[Records contained in a dataset]

____________

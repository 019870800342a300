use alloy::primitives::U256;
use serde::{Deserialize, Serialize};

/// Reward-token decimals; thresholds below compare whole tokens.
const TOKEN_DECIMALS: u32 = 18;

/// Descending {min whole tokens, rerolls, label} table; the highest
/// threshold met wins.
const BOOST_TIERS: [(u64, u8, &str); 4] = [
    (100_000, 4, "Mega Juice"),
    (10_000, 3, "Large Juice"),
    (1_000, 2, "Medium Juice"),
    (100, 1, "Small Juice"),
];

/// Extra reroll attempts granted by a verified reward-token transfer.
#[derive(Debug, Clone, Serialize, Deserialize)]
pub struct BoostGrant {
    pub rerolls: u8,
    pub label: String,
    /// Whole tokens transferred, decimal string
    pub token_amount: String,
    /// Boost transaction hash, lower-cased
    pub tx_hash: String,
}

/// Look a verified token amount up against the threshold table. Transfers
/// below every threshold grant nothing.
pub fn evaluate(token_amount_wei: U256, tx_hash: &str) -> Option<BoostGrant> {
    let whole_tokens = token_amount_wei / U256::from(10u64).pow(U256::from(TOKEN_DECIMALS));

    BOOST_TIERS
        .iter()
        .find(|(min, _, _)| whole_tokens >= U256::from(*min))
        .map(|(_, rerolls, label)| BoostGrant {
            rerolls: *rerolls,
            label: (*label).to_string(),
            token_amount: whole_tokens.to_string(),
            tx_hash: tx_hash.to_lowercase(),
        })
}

____________

_Task instructions:_
Out of the data above, give again only the lines starting at the one holding "pub struct BoostGrant" and ending at the one holding "pub fn evaluate(token_amount_wei: U256, tx_hash: &str)", unchanged.

_Your response:_
pub struct BoostGrant {
    pub rerolls: u8,
    pub label: String,
    /// Whole tokens transferred, decimal string
    pub token_amount: String,
    /// Boost transaction hash, lower-cased
    pub tx_hash: String,
}

/// Look a verified token amount up against the threshold table. Transfers
/// below every threshold grant nothing.
pub fn evaluate(token_amount_wei: U256, tx_hash: &str) -> Option<BoostGrant> {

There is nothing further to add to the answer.